- _ABOUT THIS TASK_
Where does the word "Result" show up in the data? Please find each such line and copy it.

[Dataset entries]
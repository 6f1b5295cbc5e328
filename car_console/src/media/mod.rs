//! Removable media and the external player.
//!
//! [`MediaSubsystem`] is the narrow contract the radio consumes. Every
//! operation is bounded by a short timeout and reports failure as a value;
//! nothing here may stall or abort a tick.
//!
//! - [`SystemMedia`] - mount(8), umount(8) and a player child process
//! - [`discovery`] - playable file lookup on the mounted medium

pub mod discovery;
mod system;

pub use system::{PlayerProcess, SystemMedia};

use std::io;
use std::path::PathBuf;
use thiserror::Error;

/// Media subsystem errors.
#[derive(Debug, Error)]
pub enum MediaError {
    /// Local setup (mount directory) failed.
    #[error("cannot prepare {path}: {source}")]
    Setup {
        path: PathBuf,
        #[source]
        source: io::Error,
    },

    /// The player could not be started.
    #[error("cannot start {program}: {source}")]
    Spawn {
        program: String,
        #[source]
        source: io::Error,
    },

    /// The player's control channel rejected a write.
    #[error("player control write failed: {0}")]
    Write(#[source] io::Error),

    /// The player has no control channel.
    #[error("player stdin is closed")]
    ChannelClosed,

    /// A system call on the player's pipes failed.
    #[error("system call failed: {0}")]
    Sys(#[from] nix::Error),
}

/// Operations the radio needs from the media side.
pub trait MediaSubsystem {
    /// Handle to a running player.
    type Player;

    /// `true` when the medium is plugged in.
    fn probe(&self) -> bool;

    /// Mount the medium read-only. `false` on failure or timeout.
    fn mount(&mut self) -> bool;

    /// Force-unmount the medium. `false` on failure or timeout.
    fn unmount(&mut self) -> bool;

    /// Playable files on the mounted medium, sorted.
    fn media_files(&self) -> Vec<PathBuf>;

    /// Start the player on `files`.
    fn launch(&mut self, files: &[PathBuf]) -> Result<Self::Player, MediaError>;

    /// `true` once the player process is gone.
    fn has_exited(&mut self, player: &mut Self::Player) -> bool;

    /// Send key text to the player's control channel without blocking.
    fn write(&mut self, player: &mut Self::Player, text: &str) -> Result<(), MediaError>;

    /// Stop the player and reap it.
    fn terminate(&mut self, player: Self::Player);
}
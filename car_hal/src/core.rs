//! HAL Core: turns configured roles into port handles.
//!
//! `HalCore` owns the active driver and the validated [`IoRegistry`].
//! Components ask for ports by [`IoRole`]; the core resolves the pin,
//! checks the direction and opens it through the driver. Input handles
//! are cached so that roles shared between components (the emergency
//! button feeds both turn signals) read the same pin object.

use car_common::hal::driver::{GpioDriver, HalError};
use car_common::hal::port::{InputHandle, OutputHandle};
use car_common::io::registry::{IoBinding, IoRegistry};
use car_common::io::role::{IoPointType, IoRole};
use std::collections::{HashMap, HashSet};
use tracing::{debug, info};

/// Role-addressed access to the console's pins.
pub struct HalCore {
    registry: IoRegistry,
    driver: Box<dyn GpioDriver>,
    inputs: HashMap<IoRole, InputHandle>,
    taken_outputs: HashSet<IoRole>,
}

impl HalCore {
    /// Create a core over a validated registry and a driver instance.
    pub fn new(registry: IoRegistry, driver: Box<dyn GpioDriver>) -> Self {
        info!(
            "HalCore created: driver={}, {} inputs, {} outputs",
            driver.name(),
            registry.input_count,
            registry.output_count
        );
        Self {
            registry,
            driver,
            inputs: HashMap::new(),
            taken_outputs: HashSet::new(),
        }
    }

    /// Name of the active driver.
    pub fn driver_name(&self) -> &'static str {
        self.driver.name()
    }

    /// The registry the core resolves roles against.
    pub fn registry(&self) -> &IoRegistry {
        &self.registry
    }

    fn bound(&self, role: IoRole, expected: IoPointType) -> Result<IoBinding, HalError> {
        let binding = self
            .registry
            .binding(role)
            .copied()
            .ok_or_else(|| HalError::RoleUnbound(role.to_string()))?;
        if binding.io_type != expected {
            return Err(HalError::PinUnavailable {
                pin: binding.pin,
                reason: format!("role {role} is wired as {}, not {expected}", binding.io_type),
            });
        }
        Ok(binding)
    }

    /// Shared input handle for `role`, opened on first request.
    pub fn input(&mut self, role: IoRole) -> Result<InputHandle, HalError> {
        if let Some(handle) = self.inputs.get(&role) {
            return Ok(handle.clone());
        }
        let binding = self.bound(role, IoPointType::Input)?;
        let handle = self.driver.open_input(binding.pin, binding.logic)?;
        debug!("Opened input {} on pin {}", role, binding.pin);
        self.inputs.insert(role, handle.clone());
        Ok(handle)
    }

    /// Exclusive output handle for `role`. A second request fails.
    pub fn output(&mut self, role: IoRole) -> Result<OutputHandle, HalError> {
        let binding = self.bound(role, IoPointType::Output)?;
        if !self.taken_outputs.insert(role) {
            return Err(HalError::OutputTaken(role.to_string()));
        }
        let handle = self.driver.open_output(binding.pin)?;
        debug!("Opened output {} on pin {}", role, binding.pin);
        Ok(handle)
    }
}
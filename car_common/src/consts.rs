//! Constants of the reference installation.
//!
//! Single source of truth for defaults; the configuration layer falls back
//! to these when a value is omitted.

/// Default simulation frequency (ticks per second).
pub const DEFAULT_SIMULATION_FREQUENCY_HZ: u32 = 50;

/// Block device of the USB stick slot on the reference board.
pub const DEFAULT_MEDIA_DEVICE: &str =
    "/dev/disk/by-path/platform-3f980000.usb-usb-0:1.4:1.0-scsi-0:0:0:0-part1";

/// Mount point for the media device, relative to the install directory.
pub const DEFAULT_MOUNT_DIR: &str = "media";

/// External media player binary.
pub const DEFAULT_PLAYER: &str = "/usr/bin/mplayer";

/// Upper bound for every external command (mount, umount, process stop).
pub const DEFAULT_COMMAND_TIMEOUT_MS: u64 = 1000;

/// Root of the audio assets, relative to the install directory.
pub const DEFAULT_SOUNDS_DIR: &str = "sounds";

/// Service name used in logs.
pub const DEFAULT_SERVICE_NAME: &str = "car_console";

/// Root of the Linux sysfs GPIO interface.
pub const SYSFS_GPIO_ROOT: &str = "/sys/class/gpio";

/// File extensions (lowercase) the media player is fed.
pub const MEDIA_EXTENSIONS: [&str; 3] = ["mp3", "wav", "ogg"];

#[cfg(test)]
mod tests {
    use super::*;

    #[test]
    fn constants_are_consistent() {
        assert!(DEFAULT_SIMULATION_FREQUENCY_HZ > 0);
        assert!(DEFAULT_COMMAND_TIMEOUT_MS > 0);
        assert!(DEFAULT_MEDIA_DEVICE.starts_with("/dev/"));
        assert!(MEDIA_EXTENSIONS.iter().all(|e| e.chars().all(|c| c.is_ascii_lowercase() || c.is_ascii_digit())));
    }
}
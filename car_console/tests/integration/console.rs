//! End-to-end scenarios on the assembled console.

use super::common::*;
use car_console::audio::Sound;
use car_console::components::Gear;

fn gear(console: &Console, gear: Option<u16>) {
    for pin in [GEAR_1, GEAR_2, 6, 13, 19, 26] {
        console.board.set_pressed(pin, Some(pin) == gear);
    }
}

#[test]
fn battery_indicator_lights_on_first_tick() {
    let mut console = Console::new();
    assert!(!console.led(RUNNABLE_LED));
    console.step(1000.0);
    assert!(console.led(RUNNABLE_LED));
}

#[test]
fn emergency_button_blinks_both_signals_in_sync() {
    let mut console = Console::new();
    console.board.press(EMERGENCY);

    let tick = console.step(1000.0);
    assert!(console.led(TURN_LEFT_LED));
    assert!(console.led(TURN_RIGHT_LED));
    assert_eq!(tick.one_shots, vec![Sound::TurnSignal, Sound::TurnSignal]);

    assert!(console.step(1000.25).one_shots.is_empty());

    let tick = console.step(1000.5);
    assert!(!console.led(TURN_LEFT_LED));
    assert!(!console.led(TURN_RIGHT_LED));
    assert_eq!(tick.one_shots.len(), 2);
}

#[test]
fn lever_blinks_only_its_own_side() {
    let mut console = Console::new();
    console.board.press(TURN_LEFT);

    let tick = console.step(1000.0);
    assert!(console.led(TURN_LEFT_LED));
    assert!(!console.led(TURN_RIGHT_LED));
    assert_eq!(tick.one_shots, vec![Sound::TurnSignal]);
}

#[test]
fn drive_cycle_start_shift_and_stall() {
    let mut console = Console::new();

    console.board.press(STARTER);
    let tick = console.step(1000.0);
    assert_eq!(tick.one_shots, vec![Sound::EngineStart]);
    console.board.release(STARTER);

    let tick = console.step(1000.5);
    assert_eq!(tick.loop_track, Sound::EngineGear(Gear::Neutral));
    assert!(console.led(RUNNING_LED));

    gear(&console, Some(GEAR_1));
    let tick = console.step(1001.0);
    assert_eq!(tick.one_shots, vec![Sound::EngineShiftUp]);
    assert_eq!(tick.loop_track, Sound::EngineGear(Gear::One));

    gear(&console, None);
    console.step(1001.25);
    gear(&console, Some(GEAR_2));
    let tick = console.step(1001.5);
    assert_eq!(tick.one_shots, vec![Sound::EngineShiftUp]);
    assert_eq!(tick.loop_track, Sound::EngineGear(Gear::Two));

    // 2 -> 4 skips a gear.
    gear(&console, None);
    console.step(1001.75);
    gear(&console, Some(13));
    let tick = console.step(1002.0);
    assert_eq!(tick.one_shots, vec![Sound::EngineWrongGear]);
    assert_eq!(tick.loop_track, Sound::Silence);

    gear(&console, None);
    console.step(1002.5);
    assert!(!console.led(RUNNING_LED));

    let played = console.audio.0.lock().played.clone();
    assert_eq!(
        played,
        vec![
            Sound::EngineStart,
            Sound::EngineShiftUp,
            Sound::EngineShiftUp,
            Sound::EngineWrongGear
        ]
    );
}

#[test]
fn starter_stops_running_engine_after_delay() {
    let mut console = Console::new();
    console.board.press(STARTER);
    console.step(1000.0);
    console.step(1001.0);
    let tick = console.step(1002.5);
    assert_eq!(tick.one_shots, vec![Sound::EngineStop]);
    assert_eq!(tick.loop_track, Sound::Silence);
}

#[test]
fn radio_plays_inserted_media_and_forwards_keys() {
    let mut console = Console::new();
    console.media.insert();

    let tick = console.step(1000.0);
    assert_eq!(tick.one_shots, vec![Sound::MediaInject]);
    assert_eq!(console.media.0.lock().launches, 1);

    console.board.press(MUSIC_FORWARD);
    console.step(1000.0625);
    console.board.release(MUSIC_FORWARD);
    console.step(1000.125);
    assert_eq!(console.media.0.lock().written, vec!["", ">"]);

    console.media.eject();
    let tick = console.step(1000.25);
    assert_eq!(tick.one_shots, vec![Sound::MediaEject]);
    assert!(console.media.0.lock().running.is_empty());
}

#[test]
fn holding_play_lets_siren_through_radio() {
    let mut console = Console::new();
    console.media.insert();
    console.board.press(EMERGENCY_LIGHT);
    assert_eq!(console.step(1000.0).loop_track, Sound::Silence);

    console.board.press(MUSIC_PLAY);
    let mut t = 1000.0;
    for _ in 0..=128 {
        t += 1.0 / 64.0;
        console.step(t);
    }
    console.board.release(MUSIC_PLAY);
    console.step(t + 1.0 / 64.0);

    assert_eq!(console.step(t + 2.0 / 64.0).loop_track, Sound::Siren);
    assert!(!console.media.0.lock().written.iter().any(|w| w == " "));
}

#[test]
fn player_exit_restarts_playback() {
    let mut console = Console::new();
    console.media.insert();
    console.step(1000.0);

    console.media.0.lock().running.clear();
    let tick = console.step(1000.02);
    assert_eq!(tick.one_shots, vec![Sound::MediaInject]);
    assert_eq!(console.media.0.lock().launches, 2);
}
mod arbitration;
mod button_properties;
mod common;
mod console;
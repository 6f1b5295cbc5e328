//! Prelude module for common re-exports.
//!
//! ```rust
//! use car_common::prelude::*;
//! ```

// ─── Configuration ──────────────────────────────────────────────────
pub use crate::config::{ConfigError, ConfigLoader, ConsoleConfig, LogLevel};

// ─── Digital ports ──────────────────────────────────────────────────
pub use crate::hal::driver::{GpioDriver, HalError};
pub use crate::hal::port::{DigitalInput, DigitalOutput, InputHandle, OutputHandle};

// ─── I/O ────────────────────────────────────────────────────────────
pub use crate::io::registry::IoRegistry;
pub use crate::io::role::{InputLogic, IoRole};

- _ANSWER SPACE_
    fn launch(&mut self, files: &[PathBuf]) -> Result<Self::Player, MediaError>;
    fn write(&mut self, player: &mut Self::Player, text: &str) -> Result<(), MediaError>;
    fn bound(&self, role: IoRole, expected: IoPointType) -> Result<IoBinding, HalError> {
    pub fn input(&mut self, role: IoRole) -> Result<InputHandle, HalError> {
    pub fn output(&mut self, role: IoRole) -> Result<OutputHandle, HalError> {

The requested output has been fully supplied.